Personal information
- Full name: Talmadge Layne Thacker
- Born: March 10, 1962 Winston-Salem, North Carolina, U.S.
- Died: December 28, 2007 (aged 45) Raleigh, North Carolina, U.S.
- Education: North Carolina State University
- Occupations: Actor, Wrestler
- Height: 6 ft 4 in (193 cm)
- Weight: 450 lb (204 kg)

Medal record
Collegiate Wrestling
Representing the NC State Wolfpack
NCAA Division I Championships
| Gold medal – first place | 1984 East Rutherford | Heavyweight |
ACC Championships
| Gold medal – first place | 1981 Durham | Heavyweight |
| Gold medal – first place | 1982 Chapel Hill | Heavyweight |
| Gold medal – first place | 1983 College Park | Heavyweight |
| Gold medal – first place | 1984 Clemson | Heavyweight |

= Tab Thacker =

American wrestler and actor (1962–2007)

Talmadge Layne "Tab" Thacker (March 10, 1962 - December 28, 2007) was an American wrestler and actor.

==Early life==
Thacker was on the football, basketball, track, and wrestling teams while at West Forsyth High School in Clemmons, North Carolina. At the North Carolina wrestling state championships, he placed fourth in 1979 and third in 1980. Thacker would then go on to win the 1980 Junior Greco-Roman wrestling national championship, before enrolling at NC State.

==College==
As a wrestler at NC State, Thacker was a three-time NCAA Division I All-American and won a national title his senior year. His three All-American trips to the podium consisted of finishing eighth as a sophomore in 1982, sixth as a junior in 1983, and winning the national championship as a senior in 1984. He was also a four-time Atlantic Coast Conference (ACC) champion for the Wolfpack. Thacker finished his college career 92-11-1, ranking second in NC State history with an .889 winning percentage and 54 pins. He majored in criminal justice while at NC State.

==Professional career==
He began his film career after Clint Eastwood noticed him in Time magazine and noted the 6-foot-4 and 450-pound (1.93 m, 204 kg) Thacker's size. Thacker went on to appear in several films including City Heat, Wildcats, two of the Police Academy films, and Identity Crisis.

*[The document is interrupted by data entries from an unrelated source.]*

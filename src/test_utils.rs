//! Shared test utilities for `Flipbook`.
//!
//! This module provides a recording fake transport and booklet constructors
//! with sensible defaults, so state-machine tests can drive a full booklet
//! without any network or chat SDK.

#![allow(clippy::unwrap_used)]

use crate::book::page::Page;
use crate::book::transport::{
    ChannelId, MessageId, ReactionEvent, ReactionFeed, ReactionSink, Transport, TransportError,
    UserId, reaction_channel,
};
use crate::book::{Booklet, BookletOptions};
use async_trait::async_trait;
use std::sync::atomic::{AtomicU64, Ordering};
use std::sync::{Arc, Mutex};

/// Channel every test booklet posts into.
pub const CHANNEL: ChannelId = ChannelId::new(100);
/// Id the fake transport assigns to the first sent message.
pub const MESSAGE: MessageId = MessageId::new(1);
/// The bot's own user id.
pub const BOT: UserId = UserId::new(1);
/// The user who requested the booklet.
pub const REQUESTER: UserId = UserId::new(7);
/// Some unrelated user, for permission-policy tests.
pub const OTHER_USER: UserId = UserId::new(8);

/// One recorded transport operation.
#[derive(Debug, Clone, PartialEq, Eq)]
pub enum Call {
    /// A page was sent as a new message.
    Send {
        /// Target channel.
        channel: ChannelId,
        /// Rendered text (embed pages record their description).
        content: String,
    },
    /// A message was edited in place.
    Edit {
        /// Target message.
        message: MessageId,
        /// New rendered text.
        content: String,
    },
    /// A message was deleted.
    Delete {
        /// Target message.
        message: MessageId,
    },
    /// The bot attached a reaction.
    AddReaction {
        /// Target message.
        message: MessageId,
        /// The emoji.
        emoji: String,
    },
    /// One user's reaction was removed.
    RemoveReaction {
        /// Target message.
        message: MessageId,
        /// The emoji.
        emoji: String,
        /// Whose reaction was removed.
        user: UserId,
    },
    /// Every reaction was cleared.
    ClearReactions {
        /// Target message.
        message: MessageId,
    },
}

/// Fake [`Transport`] that records every operation and can be scripted to
/// fail edits or reaction management.
#[derive(Debug, Clone, Default)]
pub struct RecordingTransport {
    calls: Arc<Mutex<Vec<Call>>>,
    next_message_id: Arc<AtomicU64>,
    edit_failure: Arc<Mutex<Option<TransportError>>>,
    reaction_failure: Arc<Mutex<Option<TransportError>>>,
}

impl RecordingTransport {
    /// Creates a transport with no scripted failures.
    #[must_use]
    pub fn new() -> Self {
        Self::default()
    }

    /// Everything recorded so far, in call order.
    #[must_use]
    pub fn calls(&self) -> Vec<Call> {
        self.calls.lock().unwrap().clone()
    }

    /// Makes every subsequent edit fail with the given error.
    pub fn fail_edits_with(&self, error: TransportError) {
        *self.edit_failure.lock().unwrap() = Some(error);
    }

    /// Makes every subsequent reaction operation fail with the given error.
    pub fn fail_reactions_with(&self, error: TransportError) {
        *self.reaction_failure.lock().unwrap() = Some(error);
    }

    fn record(&self, call: Call) {
        self.calls.lock().unwrap().push(call);
    }

    fn reaction_failure(&self) -> Option<TransportError> {
        self.reaction_failure.lock().unwrap().clone()
    }
}

fn render(page: &Page) -> String {
    match page {
        Page::Text(text) => text.clone(),
        Page::Embed(embed) => embed.description.clone(),
    }
}

#[async_trait]
impl Transport for RecordingTransport {
    async fn send_page(
        &self,
        channel: ChannelId,
        page: &Page,
    ) -> Result<MessageId, TransportError> {
        self.record(Call::Send {
            channel,
            content: render(page),
        });
        let id = self.next_message_id.fetch_add(1, Ordering::SeqCst) + 1;
        Ok(MessageId::new(id))
    }

    async fn edit_page(
        &self,
        _channel: ChannelId,
        message: MessageId,
        page: &Page,
    ) -> Result<(), TransportError> {
        if let Some(error) = self.edit_failure.lock().unwrap().clone() {
            return Err(error);
        }
        self.record(Call::Edit {
            message,
            content: render(page),
        });
        Ok(())
    }

    async fn delete_message(
        &self,
        _channel: ChannelId,
        message: MessageId,
    ) -> Result<(), TransportError> {
        self.record(Call::Delete { message });
        Ok(())
    }

    async fn add_reaction(
        &self,
        _channel: ChannelId,
        message: MessageId,
        emoji: &str,
    ) -> Result<(), TransportError> {
        if let Some(error) = self.reaction_failure() {
            return Err(error);
        }
        self.record(Call::AddReaction {
            message,
            emoji: emoji.to_owned(),
        });
        Ok(())
    }

    async fn remove_reaction(
        &self,
        _channel: ChannelId,
        message: MessageId,
        emoji: &str,
        user: UserId,
    ) -> Result<(), TransportError> {
        if let Some(error) = self.reaction_failure() {
            return Err(error);
        }
        self.record(Call::RemoveReaction {
            message,
            emoji: emoji.to_owned(),
            user,
        });
        Ok(())
    }

    async fn clear_reactions(
        &self,
        _channel: ChannelId,
        message: MessageId,
    ) -> Result<(), TransportError> {
        if let Some(error) = self.reaction_failure() {
            return Err(error);
        }
        self.record(Call::ClearReactions { message });
        Ok(())
    }
}

/// Standard test options: no timeout, owner-only, default numbering.
/// Timeout-driven tests opt in explicitly.
#[must_use]
pub fn booklet_options() -> BookletOptions {
    let mut options = BookletOptions::new(CHANNEL, REQUESTER, BOT);
    options.timeout = None;
    options
}

/// Builds a text-page booklet over a fresh recording transport.
/// Returns the booklet, the event sink that drives it, and the transport.
#[must_use]
pub fn test_booklet(
    pages: &[&str],
) -> (Booklet<RecordingTransport>, ReactionSink, RecordingTransport) {
    test_booklet_with(pages, |_| {})
}

/// Like [`test_booklet`], with an options tweak applied before construction.
pub fn test_booklet_with(
    pages: &[&str],
    tweak: impl FnOnce(&mut BookletOptions),
) -> (Booklet<RecordingTransport>, ReactionSink, RecordingTransport) {
    let mut options = booklet_options();
    tweak(&mut options);
    let transport = RecordingTransport::new();
    let (sink, feed) = reaction_channel(32);
    let pages = pages.iter().map(|page| Page::text(*page)).collect();
    let booklet = Booklet::new(pages, options, None, transport.clone(), feed);
    (booklet, sink, transport)
}

/// A feed with no live sink, for tests that only build booklets.
#[must_use]
pub fn test_feed() -> ReactionFeed {
    reaction_channel(8).1
}

/// Submits a reaction from the requester on the standard test message.
pub fn press(sink: &ReactionSink, emoji: &str) {
    assert!(sink.submit(ReactionEvent {
        message: MESSAGE,
        emoji: emoji.to_owned(),
        user: REQUESTER,
    }));
}
//! The booklet: a reaction-driven state machine that displays an ordered
//! sequence of pages as a single, navigable message.
//!
//! A booklet owns one displayed message and one inbound reaction feed. Its
//! event loop runs as a single logical task: wait for a qualifying reaction,
//! dispatch the matching button, re-render in place, repeat until a terminal
//! transition. All runtime failures inside the loop degrade to termination
//! rather than propagating to the caller, since the loop usually runs
//! detached from the command that created it.

/// Fluent builder combining a paginator with booklet options
pub mod binder;
/// Emoji buttons and their transitions
pub mod buttons;
/// Page payloads
pub mod page;
/// Host-SDK seam: transport trait and reaction feed
pub mod transport;

pub use binder::BookBinder;
pub use buttons::{Button, ButtonHandler, Transition, default_buttons};
pub use page::{EmbedPage, Page};
pub use transport::{
    ChannelId, MessageId, ReactionEvent, ReactionFeed, ReactionSink, Transport, TransportError,
    UserId, reaction_channel,
};

use crate::errors::{Error, Result};
use crate::pagination::DEFAULT_MAX_CHARACTERS;
use std::time::Duration;
use tracing::{debug, trace, warn};

/// Default inactivity timeout for a booklet's event loop.
pub const DEFAULT_TIMEOUT_SECS: u64 = 120;

/// Formats the page-number annotation from a zero-based index and the total
/// page count.
pub type Numbering = fn(usize, usize) -> String;

/// The default `Page X of N` annotation.
#[must_use]
pub fn default_numbering(index: usize, count: usize) -> String {
    format!("Page {} of {}", index + 1, count)
}

/// Lifecycle of a booklet.
///
/// `Running` persists across page changes; the terminal states record how the
/// loop ended.
#[derive(Debug, Clone, Copy, PartialEq, Eq)]
pub enum BookletState {
    /// Built but `start()` has not run.
    NotStarted,
    /// The event loop is live.
    Running,
    /// The inactivity timeout elapsed with no qualifying input.
    TimedOut,
    /// A close or delete button ended the loop.
    ClosedByUser,
    /// The displayed message vanished out-of-band, or the event feed closed.
    ClosedExternally,
}

/// Everything about a booklet that is plain data: where it posts, who may
/// drive it, and how it renders.
///
/// Keeping this a value type with `PartialEq` is what makes the fluent
/// builder and the all-arguments construction style provably equivalent.
#[derive(Debug, Clone, PartialEq, Eq)]
pub struct BookletOptions {
    /// Channel the booklet posts into.
    pub channel: ChannelId,
    /// User who asked for the booklet.
    pub requester: UserId,
    /// The bot's own user id; its reactions are never dispatched.
    pub bot_user: UserId,
    /// Inactivity timeout, measured from the start of each wait. `None`
    /// waits forever.
    pub timeout: Option<Duration>,
    /// When set, only the requester's reactions qualify.
    pub owner_only: bool,
    /// Page index to open on (clamped to the last page).
    pub start_index: usize,
    /// Character budget used to decide whether the page-number annotation
    /// still fits on a text page.
    pub char_limit: usize,
    /// Page-number annotation formatter.
    pub numbering: Numbering,
}

impl BookletOptions {
    /// Options with the default timeout, owner-only policy, and numbering.
    #[must_use]
    pub fn new(channel: ChannelId, requester: UserId, bot_user: UserId) -> Self {
        Self {
            channel,
            requester,
            bot_user,
            timeout: Some(Duration::from_secs(DEFAULT_TIMEOUT_SECS)),
            owner_only: true,
            start_index: 0,
            char_limit: DEFAULT_MAX_CHARACTERS,
            numbering: default_numbering,
        }
    }
}

/// A paginated display session over one message.
pub struct Booklet<T: Transport> {
    pages: Vec<Page>,
    options: BookletOptions,
    buttons: Vec<Button>,
    transport: T,
    feed: ReactionFeed,
    state: BookletState,
    index: usize,
    message: Option<MessageId>,
    on_timeout: Option<Box<dyn FnOnce() + Send + Sync>>,
}

impl<T: Transport> Booklet<T> {
    /// Builds an unstarted booklet.
    ///
    /// An empty page list degrades to a single placeholder page. A
    /// single-page booklet drops navigation buttons and keeps only the
    /// close/delete affordances. `buttons` overrides the default navigation
    /// set when given.
    pub fn new(
        pages: Vec<Page>,
        options: BookletOptions,
        buttons: Option<Vec<Button>>,
        transport: T,
        feed: ReactionFeed,
    ) -> Self {
        let pages = if pages.is_empty() {
            vec![Page::text("*This booklet has no content.*")]
        } else {
            pages
        };
        let mut buttons = buttons.unwrap_or_else(default_buttons);
        if pages.len() <= 1 {
            buttons.retain(|button| !button.is_multi_page_only());
        }
        let index = options.start_index.min(pages.len() - 1);
        Self {
            pages,
            options,
            buttons,
            transport,
            feed,
            state: BookletState::NotStarted,
            index,
            message: None,
            on_timeout: None,
        }
    }

    /// Current lifecycle state.
    #[must_use]
    pub fn state(&self) -> BookletState {
        self.state
    }

    /// Zero-based index of the page currently displayed (or about to be).
    #[must_use]
    pub fn current_index(&self) -> usize {
        self.index
    }

    /// Number of pages, placeholder included.
    #[must_use]
    pub fn page_count(&self) -> usize {
        self.pages.len()
    }

    /// Id of the displayed message, once `open()` has rendered it.
    #[must_use]
    pub fn message_id(&self) -> Option<MessageId> {
        self.message
    }

    /// The options this booklet was built with.
    #[must_use]
    pub fn options(&self) -> &BookletOptions {
        &self.options
    }

    /// Registers a hook invoked exactly once if the loop ends by timeout.
    pub fn set_on_timeout(&mut self, hook: impl FnOnce() + Send + Sync + 'static) {
        self.on_timeout = Some(Box::new(hook));
    }

    /// Renders the opening page as a new message and attaches the reaction
    /// buttons. Leaves the booklet in `Running`, ready for [`Booklet::run`].
    ///
    /// # Errors
    /// [`Error::AlreadyStarted`] when the booklet was started before, and
    /// [`Error::Transport`] when the initial message cannot be sent (reaction
    /// attachment is best-effort and never fails the open).
    pub async fn open(&mut self) -> Result<MessageId> {
        if self.state != BookletState::NotStarted {
            return Err(Error::AlreadyStarted);
        }
        self.state = BookletState::Running;

        let opening = self.rendered(self.index);
        let message = match self.transport.send_page(self.options.channel, &opening).await {
            Ok(message) => message,
            Err(source) => {
                self.state = BookletState::ClosedExternally;
                return Err(Error::Transport(source));
            }
        };
        self.message = Some(message);
        debug!(
            message = %message,
            pages = self.pages.len(),
            "booklet opened"
        );

        for button in &self.buttons {
            if let Err(source) = self
                .transport
                .add_reaction(self.options.channel, message, button.emoji())
                .await
            {
                debug!(emoji = button.emoji(), %source, "could not attach button");
            }
        }
        Ok(message)
    }

    /// Runs the interaction loop to completion and returns the terminal
    /// state. Requires a prior successful [`Booklet::open`].
    ///
    /// # Errors
    /// [`Error::NotRunning`] when the booklet is not in the `Running` state.
    /// Failures inside the loop never surface as errors; they terminate the
    /// loop with the appropriate state instead.
    pub async fn run(&mut self) -> Result<BookletState> {
        if self.state != BookletState::Running {
            return Err(Error::NotRunning);
        }

        let terminal = loop {
            let waited = match self.options.timeout {
                Some(limit) => tokio::time::timeout(limit, self.next_qualifying()).await,
                None => Ok(self.next_qualifying().await),
            };

            let event = match waited {
                Err(_elapsed) => {
                    self.clear_reactions_best_effort().await;
                    if let Some(hook) = self.on_timeout.take() {
                        hook();
                    }
                    break BookletState::TimedOut;
                }
                Ok(None) => break BookletState::ClosedExternally,
                Ok(Some(event)) => event,
            };

            // Cosmetic: take the user's reaction back off so the button
            // reads as pressable again.
            self.remove_reaction_best_effort(&event).await;

            let transition = {
                let Some(button) = self
                    .buttons
                    .iter()
                    .find(|button| button.emoji() == event.emoji)
                else {
                    continue;
                };
                button.press(self.index, self.pages.len())
            };
            trace!(emoji = %event.emoji, user = %event.user, ?transition, "button pressed");

            match transition {
                Transition::Stay => {}
                Transition::Goto(target) => {
                    self.index = target % self.pages.len();
                    let page = self.rendered(self.index);
                    if !self.edit_to(&page).await {
                        break BookletState::ClosedExternally;
                    }
                }
                Transition::ShowHelp => {
                    let help = self.help_page();
                    if !self.edit_to(&help).await {
                        break BookletState::ClosedExternally;
                    }
                    self.retire_button(&event.emoji).await;
                }
                Transition::Close => {
                    self.clear_reactions_best_effort().await;
                    break BookletState::ClosedByUser;
                }
                Transition::Delete => {
                    self.delete_message_best_effort().await;
                    break BookletState::ClosedByUser;
                }
            }
        };

        self.state = terminal;
        debug!(state = ?terminal, "booklet finished");
        Ok(terminal)
    }

    /// `open()` followed by `run()`: renders the first page and drives the
    /// interaction loop until a terminal state.
    ///
    /// # Errors
    /// Same conditions as [`Booklet::open`].
    pub async fn start(&mut self) -> Result<BookletState> {
        self.open().await?;
        self.run().await
    }

    /// Waits for the next event that targets this booklet's message with a
    /// registered button emoji, from a permitted user. Non-qualifying events
    /// are discarded without resetting the caller's timeout.
    async fn next_qualifying(&mut self) -> Option<ReactionEvent> {
        loop {
            let event = self.feed.next().await?;
            if self.qualifies(&event) {
                return Some(event);
            }
            trace!(emoji = %event.emoji, user = %event.user, "ignoring reaction");
        }
    }

    fn qualifies(&self, event: &ReactionEvent) -> bool {
        if self.message != Some(event.message) {
            return false;
        }
        if event.user == self.options.bot_user {
            return false;
        }
        if self.options.owner_only && event.user != self.options.requester {
            return false;
        }
        self.buttons.iter().any(|button| button.emoji() == event.emoji)
    }

    /// The page at `index`, annotated with the page number when there is
    /// more than one page and the annotation fits.
    fn rendered(&self, index: usize) -> Page {
        let Some(page) = self.pages.get(index) else {
            return Page::text("*This booklet has no content.*");
        };
        if self.pages.len() <= 1 {
            return page.clone();
        }
        let annotation = (self.options.numbering)(index, self.pages.len());
        page.with_annotation(&annotation, self.options.char_limit)
    }

    /// Inline help listing the active buttons.
    fn help_page(&self) -> Page {
        let mut help = String::from("**Booklet controls**\n");
        for button in &self.buttons {
            help.push_str(&format!(
                "{} `{}` — {}\n",
                button.emoji(),
                button.name(),
                button.description()
            ));
        }
        Page::Text(help)
    }

    /// Edits the displayed message in place. Returns `false` when the message
    /// is gone and the loop should wind down; other failures are logged and
    /// the loop keeps running with stale content.
    async fn edit_to(&self, page: &Page) -> bool {
        let Some(message) = self.message else {
            return false;
        };
        match self
            .transport
            .edit_page(self.options.channel, message, page)
            .await
        {
            Ok(()) => true,
            Err(TransportError::NotFound) => {
                debug!(%message, "displayed message vanished, closing booklet");
                false
            }
            Err(source) => {
                warn!(%message, %source, "page edit failed, keeping loop alive");
                true
            }
        }
    }

    /// Drops a button from the active set and takes the bot's own reaction
    /// for it off the message.
    async fn retire_button(&mut self, emoji: &str) {
        self.buttons.retain(|button| button.emoji() != emoji);
        let Some(message) = self.message else {
            return;
        };
        if let Err(source) = self
            .transport
            .remove_reaction(self.options.channel, message, emoji, self.options.bot_user)
            .await
        {
            debug!(emoji, %source, "could not retire button reaction");
        }
    }

    async fn remove_reaction_best_effort(&self, event: &ReactionEvent) {
        let Some(message) = self.message else {
            return;
        };
        if let Err(source) = self
            .transport
            .remove_reaction(self.options.channel, message, &event.emoji, event.user)
            .await
        {
            debug!(emoji = %event.emoji, %source, "could not remove reaction");
        }
    }

    async fn clear_reactions_best_effort(&self) {
        let Some(message) = self.message else {
            return;
        };
        if let Err(source) = self
            .transport
            .clear_reactions(self.options.channel, message)
            .await
        {
            debug!(%message, %source, "could not clear reactions");
        }
    }

    async fn delete_message_best_effort(&self) {
        let Some(message) = self.message else {
            return;
        };
        if let Err(source) = self
            .transport
            .delete_message(self.options.channel, message)
            .await
        {
            debug!(%message, %source, "could not delete message");
        }
    }
}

After leaving Hollywood, Thacker returned to Raleigh, North Carolina, where he opened a remodeling business and operated several nightclubs. He later became a bail bondsman.

==Filmography==

| Year | Title | Role | Notes |
| 1984 | City Heat | Tuck |  |
| 1986 | Wildcats | Phillip Finch |  |
| 1987 | Police Academy 4: Citizens on Patrol | Thomas 'House' Conklin |  |
| 1988 | Police Academy 5: Assignment Miami Beach |  |
| 1989 | Identity Crisis | I.Q. | (final film role) |

==Death==
A North Carolina native, Thacker died in Raleigh, North Carolina on December 27, 2007, at the age of 45 after years of failing health. He developed diabetes and had a foot amputated some years before he died. He is buried in Evergreen Cemetery in Winston-Salem, North Carolina.